### Work instructions:
Beneath this task are records; count how many lines include the string "NoNetworkCoverage" and answer with that number alone.

Saved data entries:
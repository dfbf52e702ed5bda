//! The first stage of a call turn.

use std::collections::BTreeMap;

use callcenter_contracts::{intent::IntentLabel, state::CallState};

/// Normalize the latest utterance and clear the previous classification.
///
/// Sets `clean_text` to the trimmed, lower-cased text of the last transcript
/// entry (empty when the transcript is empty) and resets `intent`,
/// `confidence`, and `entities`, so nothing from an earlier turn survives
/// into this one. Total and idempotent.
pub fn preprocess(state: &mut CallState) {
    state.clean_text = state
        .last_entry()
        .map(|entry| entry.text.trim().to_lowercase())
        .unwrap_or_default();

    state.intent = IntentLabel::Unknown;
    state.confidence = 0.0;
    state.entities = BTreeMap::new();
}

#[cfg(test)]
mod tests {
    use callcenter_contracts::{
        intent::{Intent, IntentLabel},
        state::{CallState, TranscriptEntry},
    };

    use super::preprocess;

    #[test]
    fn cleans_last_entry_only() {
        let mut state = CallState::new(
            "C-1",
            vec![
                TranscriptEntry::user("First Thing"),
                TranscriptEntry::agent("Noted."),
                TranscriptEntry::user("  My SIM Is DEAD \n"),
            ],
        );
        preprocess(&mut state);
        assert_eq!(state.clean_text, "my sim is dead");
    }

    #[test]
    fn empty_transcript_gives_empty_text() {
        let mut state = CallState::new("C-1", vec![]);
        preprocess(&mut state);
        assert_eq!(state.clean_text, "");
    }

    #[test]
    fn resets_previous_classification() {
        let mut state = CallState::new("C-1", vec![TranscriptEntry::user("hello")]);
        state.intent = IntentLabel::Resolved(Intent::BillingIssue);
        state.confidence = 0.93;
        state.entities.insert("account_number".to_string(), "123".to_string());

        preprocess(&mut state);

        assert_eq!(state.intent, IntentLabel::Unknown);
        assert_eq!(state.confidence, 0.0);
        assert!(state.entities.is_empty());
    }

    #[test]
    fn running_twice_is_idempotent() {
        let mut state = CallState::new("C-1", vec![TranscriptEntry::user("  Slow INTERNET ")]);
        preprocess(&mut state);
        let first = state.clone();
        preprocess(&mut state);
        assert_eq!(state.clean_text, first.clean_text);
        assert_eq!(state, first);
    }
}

---

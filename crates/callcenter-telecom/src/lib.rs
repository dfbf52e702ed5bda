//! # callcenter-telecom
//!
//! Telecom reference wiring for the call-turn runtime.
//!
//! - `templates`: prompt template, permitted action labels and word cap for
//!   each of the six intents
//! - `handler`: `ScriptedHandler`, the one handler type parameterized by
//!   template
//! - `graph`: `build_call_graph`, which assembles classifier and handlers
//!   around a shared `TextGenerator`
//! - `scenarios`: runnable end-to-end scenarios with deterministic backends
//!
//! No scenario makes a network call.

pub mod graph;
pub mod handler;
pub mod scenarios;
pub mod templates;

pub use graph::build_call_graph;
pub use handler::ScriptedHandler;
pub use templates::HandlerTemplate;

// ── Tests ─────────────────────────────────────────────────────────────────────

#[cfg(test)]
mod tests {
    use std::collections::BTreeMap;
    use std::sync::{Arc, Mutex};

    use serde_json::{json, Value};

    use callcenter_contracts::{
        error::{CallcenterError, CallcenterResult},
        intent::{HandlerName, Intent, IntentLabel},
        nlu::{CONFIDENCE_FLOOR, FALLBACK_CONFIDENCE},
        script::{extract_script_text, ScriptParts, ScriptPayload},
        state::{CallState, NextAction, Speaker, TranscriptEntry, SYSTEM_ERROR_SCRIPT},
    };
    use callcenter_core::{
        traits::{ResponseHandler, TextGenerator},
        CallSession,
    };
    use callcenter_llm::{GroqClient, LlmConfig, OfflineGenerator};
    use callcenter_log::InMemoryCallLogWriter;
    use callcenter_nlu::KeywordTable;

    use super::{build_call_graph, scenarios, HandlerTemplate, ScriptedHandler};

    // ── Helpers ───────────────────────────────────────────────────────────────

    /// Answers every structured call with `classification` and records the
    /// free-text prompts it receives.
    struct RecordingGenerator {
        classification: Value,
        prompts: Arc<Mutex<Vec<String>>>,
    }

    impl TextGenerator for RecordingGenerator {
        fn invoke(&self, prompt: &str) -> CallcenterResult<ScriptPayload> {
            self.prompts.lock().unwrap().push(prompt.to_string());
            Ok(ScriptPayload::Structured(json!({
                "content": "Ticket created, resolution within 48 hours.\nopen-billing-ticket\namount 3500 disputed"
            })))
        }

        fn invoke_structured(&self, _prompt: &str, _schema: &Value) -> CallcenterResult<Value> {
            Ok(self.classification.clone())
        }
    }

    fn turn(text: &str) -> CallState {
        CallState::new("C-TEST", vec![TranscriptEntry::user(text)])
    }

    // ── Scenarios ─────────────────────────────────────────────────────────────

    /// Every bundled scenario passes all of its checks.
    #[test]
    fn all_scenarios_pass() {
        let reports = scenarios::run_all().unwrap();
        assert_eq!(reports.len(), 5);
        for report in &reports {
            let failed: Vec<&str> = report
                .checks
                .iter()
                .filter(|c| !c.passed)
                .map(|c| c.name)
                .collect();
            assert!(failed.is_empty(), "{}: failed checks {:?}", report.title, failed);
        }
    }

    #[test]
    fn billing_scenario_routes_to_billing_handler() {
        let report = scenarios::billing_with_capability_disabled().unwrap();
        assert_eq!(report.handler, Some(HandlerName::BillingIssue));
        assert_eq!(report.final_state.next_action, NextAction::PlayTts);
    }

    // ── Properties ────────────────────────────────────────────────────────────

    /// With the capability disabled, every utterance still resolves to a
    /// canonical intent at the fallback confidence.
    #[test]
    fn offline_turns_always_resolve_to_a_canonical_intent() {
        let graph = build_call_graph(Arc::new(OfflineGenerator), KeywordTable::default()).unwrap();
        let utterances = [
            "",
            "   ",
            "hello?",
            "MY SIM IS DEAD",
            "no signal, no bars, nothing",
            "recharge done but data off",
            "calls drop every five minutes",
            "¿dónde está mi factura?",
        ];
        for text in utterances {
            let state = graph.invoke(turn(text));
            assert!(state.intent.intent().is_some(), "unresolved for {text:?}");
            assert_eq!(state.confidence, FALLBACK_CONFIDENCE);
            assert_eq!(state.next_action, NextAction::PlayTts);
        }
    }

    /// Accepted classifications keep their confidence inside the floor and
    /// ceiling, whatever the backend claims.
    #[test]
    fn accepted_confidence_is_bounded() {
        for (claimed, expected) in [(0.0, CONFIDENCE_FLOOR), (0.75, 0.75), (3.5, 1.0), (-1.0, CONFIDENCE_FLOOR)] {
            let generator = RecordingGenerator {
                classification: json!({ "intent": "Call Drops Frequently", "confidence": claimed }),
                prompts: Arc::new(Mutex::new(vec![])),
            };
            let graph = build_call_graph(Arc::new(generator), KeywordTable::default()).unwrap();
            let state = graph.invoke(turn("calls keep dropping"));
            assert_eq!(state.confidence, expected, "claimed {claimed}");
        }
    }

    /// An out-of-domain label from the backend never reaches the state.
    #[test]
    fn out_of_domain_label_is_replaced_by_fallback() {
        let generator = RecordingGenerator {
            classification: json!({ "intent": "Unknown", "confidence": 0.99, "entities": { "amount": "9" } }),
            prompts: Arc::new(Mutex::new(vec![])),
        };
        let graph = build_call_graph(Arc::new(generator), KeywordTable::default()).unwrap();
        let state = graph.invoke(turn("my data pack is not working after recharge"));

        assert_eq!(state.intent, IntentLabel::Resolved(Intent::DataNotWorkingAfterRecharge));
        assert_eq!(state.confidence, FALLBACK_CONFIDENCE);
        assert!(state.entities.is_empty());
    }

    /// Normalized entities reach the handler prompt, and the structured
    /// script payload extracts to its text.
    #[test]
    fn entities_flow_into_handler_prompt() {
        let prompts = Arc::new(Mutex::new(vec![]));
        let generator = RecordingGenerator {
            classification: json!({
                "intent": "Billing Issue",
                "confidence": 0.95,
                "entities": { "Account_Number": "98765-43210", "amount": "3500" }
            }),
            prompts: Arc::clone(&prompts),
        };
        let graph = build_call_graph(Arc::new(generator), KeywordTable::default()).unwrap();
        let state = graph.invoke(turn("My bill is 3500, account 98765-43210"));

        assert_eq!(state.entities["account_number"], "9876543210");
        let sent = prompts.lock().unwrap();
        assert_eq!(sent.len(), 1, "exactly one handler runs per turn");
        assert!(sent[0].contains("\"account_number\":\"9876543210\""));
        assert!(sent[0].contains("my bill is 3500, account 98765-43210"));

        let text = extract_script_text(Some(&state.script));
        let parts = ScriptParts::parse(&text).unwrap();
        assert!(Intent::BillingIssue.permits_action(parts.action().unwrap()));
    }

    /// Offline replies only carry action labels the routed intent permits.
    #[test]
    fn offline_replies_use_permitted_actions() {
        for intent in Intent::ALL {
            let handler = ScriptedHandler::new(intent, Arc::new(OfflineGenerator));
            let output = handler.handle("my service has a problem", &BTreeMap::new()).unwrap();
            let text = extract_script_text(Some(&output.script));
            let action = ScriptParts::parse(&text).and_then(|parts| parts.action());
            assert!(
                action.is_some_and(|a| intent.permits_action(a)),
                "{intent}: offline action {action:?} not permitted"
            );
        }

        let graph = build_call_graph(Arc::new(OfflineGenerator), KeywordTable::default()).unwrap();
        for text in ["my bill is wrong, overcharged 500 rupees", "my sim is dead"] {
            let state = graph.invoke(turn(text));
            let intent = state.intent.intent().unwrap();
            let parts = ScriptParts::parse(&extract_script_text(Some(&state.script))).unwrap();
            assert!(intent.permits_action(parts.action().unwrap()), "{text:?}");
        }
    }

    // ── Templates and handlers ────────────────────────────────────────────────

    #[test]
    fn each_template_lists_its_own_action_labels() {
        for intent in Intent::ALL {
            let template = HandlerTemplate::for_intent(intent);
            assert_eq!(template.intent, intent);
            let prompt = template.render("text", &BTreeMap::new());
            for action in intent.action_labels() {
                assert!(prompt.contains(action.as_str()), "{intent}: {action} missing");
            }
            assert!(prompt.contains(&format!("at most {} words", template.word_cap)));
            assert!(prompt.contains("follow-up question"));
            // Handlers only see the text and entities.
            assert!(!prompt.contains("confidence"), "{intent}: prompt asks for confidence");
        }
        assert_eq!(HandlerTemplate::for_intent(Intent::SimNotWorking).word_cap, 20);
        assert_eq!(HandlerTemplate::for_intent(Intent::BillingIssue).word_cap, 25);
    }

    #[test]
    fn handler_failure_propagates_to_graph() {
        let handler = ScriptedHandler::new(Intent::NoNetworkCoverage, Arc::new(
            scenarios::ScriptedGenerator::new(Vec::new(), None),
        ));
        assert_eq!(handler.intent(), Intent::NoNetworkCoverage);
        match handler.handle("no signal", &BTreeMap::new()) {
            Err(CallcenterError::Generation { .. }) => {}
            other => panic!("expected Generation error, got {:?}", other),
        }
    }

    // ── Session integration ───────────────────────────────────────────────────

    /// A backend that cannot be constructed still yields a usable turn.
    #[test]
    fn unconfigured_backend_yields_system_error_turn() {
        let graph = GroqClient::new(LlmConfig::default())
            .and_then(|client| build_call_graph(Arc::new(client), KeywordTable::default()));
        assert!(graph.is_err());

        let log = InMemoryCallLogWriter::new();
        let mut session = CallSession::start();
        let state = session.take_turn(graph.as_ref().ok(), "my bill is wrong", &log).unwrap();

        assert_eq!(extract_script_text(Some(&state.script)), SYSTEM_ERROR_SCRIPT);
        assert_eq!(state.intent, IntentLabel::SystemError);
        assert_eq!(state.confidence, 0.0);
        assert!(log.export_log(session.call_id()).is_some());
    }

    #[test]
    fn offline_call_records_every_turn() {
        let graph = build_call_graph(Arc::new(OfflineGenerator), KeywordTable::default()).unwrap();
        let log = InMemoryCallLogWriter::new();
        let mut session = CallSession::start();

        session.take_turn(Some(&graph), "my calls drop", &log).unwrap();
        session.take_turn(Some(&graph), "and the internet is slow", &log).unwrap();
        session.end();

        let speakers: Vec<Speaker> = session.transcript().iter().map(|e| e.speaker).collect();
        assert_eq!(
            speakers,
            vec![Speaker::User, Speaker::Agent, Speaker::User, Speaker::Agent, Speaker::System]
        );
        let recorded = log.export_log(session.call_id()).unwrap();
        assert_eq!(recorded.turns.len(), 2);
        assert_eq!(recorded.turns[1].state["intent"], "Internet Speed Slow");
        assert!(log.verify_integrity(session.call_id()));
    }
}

* * *

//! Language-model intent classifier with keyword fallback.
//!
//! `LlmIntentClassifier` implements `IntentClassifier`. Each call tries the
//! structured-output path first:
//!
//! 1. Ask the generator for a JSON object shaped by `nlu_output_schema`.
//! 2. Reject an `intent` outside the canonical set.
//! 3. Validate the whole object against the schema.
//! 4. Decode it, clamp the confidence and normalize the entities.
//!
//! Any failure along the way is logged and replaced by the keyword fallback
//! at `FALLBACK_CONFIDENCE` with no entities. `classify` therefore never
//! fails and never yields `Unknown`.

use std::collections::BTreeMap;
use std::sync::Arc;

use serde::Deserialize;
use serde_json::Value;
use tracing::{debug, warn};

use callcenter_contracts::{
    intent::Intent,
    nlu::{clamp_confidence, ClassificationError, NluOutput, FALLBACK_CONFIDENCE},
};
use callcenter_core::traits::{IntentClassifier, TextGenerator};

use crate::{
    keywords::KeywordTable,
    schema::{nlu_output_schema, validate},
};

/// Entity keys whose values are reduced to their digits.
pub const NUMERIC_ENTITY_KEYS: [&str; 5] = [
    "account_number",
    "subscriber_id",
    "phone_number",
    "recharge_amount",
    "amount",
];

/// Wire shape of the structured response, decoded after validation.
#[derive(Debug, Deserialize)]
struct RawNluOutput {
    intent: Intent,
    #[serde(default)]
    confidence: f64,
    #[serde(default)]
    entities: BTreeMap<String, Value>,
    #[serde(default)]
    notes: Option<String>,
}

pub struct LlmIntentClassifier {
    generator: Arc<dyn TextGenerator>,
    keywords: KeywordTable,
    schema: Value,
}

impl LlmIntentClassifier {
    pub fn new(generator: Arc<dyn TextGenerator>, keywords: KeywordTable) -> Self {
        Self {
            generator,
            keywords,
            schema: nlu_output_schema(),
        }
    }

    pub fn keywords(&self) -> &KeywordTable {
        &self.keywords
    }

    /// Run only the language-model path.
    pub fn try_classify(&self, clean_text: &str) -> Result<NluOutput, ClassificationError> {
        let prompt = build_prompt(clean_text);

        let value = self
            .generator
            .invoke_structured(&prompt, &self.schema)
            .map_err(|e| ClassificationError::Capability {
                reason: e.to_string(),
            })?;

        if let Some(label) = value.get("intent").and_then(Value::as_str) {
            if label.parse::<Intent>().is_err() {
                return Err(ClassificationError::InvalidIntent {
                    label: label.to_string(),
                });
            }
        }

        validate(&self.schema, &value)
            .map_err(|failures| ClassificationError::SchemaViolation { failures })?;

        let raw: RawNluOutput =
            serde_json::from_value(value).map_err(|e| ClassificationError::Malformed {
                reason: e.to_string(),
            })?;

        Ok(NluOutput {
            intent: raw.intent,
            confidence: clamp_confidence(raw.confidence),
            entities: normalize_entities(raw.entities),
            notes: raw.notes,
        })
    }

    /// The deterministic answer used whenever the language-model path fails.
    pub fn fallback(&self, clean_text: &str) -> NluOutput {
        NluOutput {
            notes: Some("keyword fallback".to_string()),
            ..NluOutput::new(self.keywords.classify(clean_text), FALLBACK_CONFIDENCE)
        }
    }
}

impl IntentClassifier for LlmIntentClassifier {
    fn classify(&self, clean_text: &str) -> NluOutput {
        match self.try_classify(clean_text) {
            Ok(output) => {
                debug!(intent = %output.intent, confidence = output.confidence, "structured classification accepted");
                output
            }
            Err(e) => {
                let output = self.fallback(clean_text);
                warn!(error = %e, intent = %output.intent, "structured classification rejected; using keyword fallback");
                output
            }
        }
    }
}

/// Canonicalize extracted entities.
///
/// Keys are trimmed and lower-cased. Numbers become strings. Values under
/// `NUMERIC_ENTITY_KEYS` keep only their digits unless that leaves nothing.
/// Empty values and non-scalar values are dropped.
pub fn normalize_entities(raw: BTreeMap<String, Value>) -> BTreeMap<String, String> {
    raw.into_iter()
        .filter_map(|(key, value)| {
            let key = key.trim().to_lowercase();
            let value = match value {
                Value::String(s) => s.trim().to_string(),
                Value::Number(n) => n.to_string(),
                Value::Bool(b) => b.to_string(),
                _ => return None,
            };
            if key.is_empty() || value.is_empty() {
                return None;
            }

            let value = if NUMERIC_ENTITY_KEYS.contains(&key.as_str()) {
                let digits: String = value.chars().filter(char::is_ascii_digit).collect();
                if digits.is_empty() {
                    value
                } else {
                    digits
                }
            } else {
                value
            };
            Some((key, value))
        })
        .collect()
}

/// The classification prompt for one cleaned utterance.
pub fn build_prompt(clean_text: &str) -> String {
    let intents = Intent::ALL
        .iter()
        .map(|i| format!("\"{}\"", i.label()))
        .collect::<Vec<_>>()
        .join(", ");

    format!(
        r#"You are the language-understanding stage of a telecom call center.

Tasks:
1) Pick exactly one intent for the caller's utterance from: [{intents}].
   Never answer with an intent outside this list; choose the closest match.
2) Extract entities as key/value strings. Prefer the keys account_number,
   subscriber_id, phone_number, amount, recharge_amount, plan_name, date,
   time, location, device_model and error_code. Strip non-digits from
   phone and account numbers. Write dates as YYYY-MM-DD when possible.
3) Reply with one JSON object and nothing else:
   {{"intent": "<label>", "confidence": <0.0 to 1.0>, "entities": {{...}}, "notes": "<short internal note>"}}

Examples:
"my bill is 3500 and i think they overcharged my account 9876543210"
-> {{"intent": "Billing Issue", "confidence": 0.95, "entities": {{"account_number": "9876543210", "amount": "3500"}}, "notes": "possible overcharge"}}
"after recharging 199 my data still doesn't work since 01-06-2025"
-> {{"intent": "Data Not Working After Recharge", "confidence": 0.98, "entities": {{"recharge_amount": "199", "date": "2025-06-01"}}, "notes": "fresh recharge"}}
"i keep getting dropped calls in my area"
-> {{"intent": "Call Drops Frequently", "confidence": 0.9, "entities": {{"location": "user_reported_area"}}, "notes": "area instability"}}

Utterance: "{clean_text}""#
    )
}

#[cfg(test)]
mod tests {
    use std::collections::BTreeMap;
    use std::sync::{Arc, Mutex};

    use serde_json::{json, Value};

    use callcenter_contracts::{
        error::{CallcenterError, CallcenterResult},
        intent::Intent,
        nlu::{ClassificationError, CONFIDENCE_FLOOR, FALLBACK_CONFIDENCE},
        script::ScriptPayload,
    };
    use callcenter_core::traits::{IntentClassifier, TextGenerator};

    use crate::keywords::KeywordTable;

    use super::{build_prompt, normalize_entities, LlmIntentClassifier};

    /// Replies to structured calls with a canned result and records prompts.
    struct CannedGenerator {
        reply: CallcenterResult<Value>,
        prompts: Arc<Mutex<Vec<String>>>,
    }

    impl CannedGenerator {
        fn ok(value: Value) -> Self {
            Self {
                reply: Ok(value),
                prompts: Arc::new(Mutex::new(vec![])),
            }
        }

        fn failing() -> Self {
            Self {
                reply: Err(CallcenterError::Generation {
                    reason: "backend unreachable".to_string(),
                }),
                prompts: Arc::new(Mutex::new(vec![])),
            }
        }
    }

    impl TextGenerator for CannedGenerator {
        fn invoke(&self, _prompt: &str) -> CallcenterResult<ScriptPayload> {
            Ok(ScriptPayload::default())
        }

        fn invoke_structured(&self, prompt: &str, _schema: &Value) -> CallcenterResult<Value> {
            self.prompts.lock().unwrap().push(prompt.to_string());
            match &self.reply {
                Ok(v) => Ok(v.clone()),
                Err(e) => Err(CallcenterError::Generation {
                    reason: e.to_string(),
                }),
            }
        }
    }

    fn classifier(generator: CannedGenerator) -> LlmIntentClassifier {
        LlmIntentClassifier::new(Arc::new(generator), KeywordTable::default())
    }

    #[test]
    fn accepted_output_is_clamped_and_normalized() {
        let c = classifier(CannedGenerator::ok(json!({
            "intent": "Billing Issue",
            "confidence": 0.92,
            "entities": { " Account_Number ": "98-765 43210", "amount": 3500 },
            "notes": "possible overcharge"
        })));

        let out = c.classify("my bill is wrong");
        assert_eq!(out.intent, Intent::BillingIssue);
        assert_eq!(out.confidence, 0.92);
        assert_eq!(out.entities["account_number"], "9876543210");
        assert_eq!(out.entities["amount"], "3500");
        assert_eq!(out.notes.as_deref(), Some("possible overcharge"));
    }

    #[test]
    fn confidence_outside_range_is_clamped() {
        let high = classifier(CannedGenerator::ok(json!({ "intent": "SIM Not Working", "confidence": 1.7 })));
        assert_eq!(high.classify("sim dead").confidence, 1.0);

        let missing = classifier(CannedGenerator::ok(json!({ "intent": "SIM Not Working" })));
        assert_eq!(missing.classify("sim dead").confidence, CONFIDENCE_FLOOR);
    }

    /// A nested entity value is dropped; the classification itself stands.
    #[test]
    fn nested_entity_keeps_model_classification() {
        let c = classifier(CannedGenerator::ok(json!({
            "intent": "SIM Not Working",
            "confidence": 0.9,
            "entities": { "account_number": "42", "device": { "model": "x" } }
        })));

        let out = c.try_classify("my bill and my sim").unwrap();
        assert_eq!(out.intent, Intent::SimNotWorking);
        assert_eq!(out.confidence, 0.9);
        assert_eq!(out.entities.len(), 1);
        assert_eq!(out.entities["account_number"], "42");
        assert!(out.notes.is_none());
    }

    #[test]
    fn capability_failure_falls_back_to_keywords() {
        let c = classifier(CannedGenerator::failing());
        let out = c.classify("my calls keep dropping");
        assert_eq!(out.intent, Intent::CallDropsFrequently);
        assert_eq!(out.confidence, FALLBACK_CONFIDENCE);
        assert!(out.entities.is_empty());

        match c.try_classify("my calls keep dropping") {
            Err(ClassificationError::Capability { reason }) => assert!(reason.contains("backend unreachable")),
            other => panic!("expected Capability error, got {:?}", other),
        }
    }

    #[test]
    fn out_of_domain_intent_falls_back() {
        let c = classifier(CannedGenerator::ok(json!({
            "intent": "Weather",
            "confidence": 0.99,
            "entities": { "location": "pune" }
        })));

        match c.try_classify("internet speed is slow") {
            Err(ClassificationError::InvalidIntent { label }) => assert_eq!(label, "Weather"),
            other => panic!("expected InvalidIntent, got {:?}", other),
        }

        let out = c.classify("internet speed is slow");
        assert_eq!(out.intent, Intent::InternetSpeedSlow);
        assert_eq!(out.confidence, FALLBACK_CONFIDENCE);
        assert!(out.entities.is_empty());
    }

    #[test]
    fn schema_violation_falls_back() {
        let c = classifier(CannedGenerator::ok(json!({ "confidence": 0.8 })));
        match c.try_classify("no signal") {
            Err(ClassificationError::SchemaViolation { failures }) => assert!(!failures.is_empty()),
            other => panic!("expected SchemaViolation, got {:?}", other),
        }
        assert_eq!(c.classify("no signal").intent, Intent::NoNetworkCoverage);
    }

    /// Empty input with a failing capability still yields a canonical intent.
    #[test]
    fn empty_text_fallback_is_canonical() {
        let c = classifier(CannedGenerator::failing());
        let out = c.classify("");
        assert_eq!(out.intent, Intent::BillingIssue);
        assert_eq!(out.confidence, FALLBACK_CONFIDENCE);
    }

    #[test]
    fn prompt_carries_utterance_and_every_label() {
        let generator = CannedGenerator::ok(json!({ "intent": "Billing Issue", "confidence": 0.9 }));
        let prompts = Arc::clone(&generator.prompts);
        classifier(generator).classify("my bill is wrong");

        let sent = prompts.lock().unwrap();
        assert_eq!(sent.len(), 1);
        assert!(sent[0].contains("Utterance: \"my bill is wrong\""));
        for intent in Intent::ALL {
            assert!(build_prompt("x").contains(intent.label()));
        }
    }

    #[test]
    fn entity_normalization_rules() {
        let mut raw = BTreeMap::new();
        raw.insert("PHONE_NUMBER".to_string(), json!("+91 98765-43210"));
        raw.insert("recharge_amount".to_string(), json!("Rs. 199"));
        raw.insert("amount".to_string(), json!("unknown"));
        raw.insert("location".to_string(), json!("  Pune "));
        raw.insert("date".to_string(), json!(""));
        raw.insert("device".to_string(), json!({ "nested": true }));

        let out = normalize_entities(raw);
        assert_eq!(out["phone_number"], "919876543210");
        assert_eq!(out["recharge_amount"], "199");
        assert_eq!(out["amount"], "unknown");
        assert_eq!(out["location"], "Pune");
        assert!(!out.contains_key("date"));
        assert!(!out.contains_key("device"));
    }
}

### Reply to the exercise:
3